11:09pm deathroll time.  oh no!  robert moog died last year.  bwahhh wippaaa qwiiiiii.

grammys aren't over but i'm switching to a simpsons rerun. i can't take another vcast commercial. i don't want to watch tv on my cell phone. probably because i don't have a cell phone.

January 31, 2006

state of the union address hangover cures

need to cleanse your palate after bush's drivelicious teleprompterrific state of the union lie-fest?
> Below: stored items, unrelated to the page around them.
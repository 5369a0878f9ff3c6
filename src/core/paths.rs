// src/core/paths.rs

use crate::constants::{CONFIG_DIR_ENV, CONFIG_DIR_NAME, GLOBAL_CONFIG_FILENAME, STORE_FILENAME};
use lazy_static::lazy_static;
use std::fs;
use std::path::{Path, PathBuf};
use std::sync::Mutex;
use thiserror::Error;

lazy_static! {
    static ref CONFIG_DIR: Mutex<Option<PathBuf>> = Mutex::new(None);
}

#[derive(Error, Debug)]
pub enum PathError {
    #[error("Could not find system config directory.")]
    ConfigDirNotFound,
    #[error("Could not create config directory at '{path}': {source}")]
    ConfigDirCreation {
        path: String,
        #[source]
        source: std::io::Error,
    },
    #[error("Failed to expand path template '{template}': {reason}")]
    Expansion { template: String, reason: String },
}

/// Returns the path to the devtree configuration directory (`~/.config/devtree`),
/// or `$DEVTREE_CONFIG_DIR` when set. Creates it if it doesn't exist.
///
/// The first call computes and caches the path; subsequent calls return the cached value.
pub fn get_config_dir() -> Result<PathBuf, PathError> {
    let mut cached_path_guard = CONFIG_DIR.lock().unwrap_or_else(|e| e.into_inner());

    if let Some(path) = &*cached_path_guard {
        return Ok(path.clone());
    }

    let config_path = match std::env::var_os(CONFIG_DIR_ENV) {
        Some(dir) if !dir.is_empty() => PathBuf::from(dir),
        _ => dirs::config_dir()
            .ok_or(PathError::ConfigDirNotFound)?
            .join(CONFIG_DIR_NAME),
    };

    ensure_dir(&config_path)?;
    log::debug!("Using config directory '{}'.", config_path.display());

    *cached_path_guard = Some(config_path.clone());
    Ok(config_path)
}

/// Returns the path to the global `config.toml` file.
pub fn get_global_config_path() -> Result<PathBuf, PathError> {
    get_config_dir().map(|dir| dir.join(GLOBAL_CONFIG_FILENAME))
}

/// Resolves the store file location: the configured template if any, else
/// `<config dir>/store.bin`.
pub fn resolve_store_path(template: Option<&str>) -> Result<PathBuf, PathError> {
    match template {
        Some(t) => expand_path_template(t),
        None => get_config_dir().map(|dir| dir.join(STORE_FILENAME)),
    }
}

/// Expands `~` and environment variables (`$VAR`) in a path template.
pub fn expand_path_template(template: &str) -> Result<PathBuf, PathError> {
    let expanded = shellexpand::full(template).map_err(|e| PathError::Expansion {
        template: template.to_string(),
        reason: e.to_string(),
    })?;
    Ok(PathBuf::from(expanded.into_owned()))
}

/// Canonicalizes `path` if it exists, leaving it untouched otherwise.
pub fn normalize_source_path(path: &Path) -> PathBuf {
    dunce::canonicalize(path).unwrap_or_else(|_| path.to_path_buf())
}

fn ensure_dir(path: &Path) -> Result<(), PathError> {
    if !path.exists() {
        fs::create_dir_all(path).map_err(|e| PathError::ConfigDirCreation {
            path: path.display().to_string(),
            source: e,
        })?;
    }
    Ok(())
}

#[cfg(test)]
mod tests {
    use super::*;

    #[test]
    fn test_expand_path_template_plain_path_is_unchanged() {
        let path = expand_path_template("/var/lib/devtree/store.bin").unwrap();
        assert_eq!(path, PathBuf::from("/var/lib/devtree/store.bin"));
    }

    #[test]
    fn test_expand_path_template_rejects_undefined_variable() {
        let result = expand_path_template("$DEVTREE_SURELY_UNDEFINED_VAR_42/store.bin");
        assert!(matches!(result, Err(PathError::Expansion { .. })));
    }

    #[test]
    fn test_normalize_source_path_keeps_missing_paths() {
        let missing = Path::new("/definitely/not/here/src");
        assert_eq!(normalize_source_path(missing), missing.to_path_buf());
    }

    #[test]
    fn test_normalize_source_path_canonicalizes_existing_dirs() {
        let dir = tempfile::tempdir().unwrap();
        let dotted = dir.path().join(".");
        let normalized = normalize_source_path(&dotted);
        assert_eq!(normalized, dunce::canonicalize(dir.path()).unwrap());
    }
}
  • pay military men to appear in your own homemade pornography which will end up getting them and you investigated. this is surprisingly easy.
  • fall asleep on the bus and end up in a magical suprise universe where the president is a bunny and a bunny is the president.
  • write a letter to the editor of your local newspaper complaining that brokeback mountain isn't sexually explicit enough, specifically that there should have been [insert new word for unknown implausible sex act here].
  • watch double happiness starring the on cusp of superstardom sandra oh. damn it's good and a solid reminder that no matter how messed up the world is, there's plenty each of us can work on within ourselves to make our individual worlds better. sandra oh is so present in every role, like a meryl...like a sally...like a...sandra oh.
  • start studying now for the national spelling bee. it's this kind of obsessive intellectual focus that will make the outside word invisible, except for all the words which describe the outside world. if in your next life you come back as a genius spelling child, you will need to have started studying in this your previous life to have a chance at winning the nsb. what, you think you're going to pull these national spelling bee winning words out of your ass? well maybe 1940's winning word "therapy" but not 2004's "autochthonous".
  • pay complete attention to everything the government does and says and does but doesn't say that it does but really does do. hold government accountable and view the media with a critical eye. and think that the fact that bush mentioning the just passed away coretta scott king in his speech is so horrendous because of who he is and what his administration does and how tokening it is and that she isn't even buried yet so doesn't have a grave to roll over in but she would if she could. so the best thing to do is live more by her ideals of peace and justice and liberty for all.
  • and if none of that works, clearly you must douse yourself in overwhelming amounts of american idol, dancing with the stars and skating with celebrities. it doesn't really save the world but it kills enough brain cells to get you through the night.

November 17, 2005

jennifer hudson's second 15 minutes of fame

Jennifer_hudson

unfairly axed american idol 3 belter jennifer hudson finally has a gig that's not on a cruise ship!  jenhud has been cast as effie in the dreamgirls motion picture (it's a talkie!) and though frenchie davis was my first choice this is still awesome news. if they had given it to semi-skinny ai winner fantasia, who was reportedly up for the part, they may as well have gone with maxi-skinny sarah silverman.

Frenchie_davis

jenhud's rendition of weekend in new england killed on american idol 3, enough for homojew barry manilow to ask her to open for him on a few shows, proof that hudson + manilow = booming contralto passion and verve.

if she'd slept with paula abdul, jenhud would have gotten farther in the show, though maybe jenhudabdula happened and that's how paula got her life threatening "finger infection" she claimed was from a nail salon. keep rooting for frenchie though. those tits will not be denied.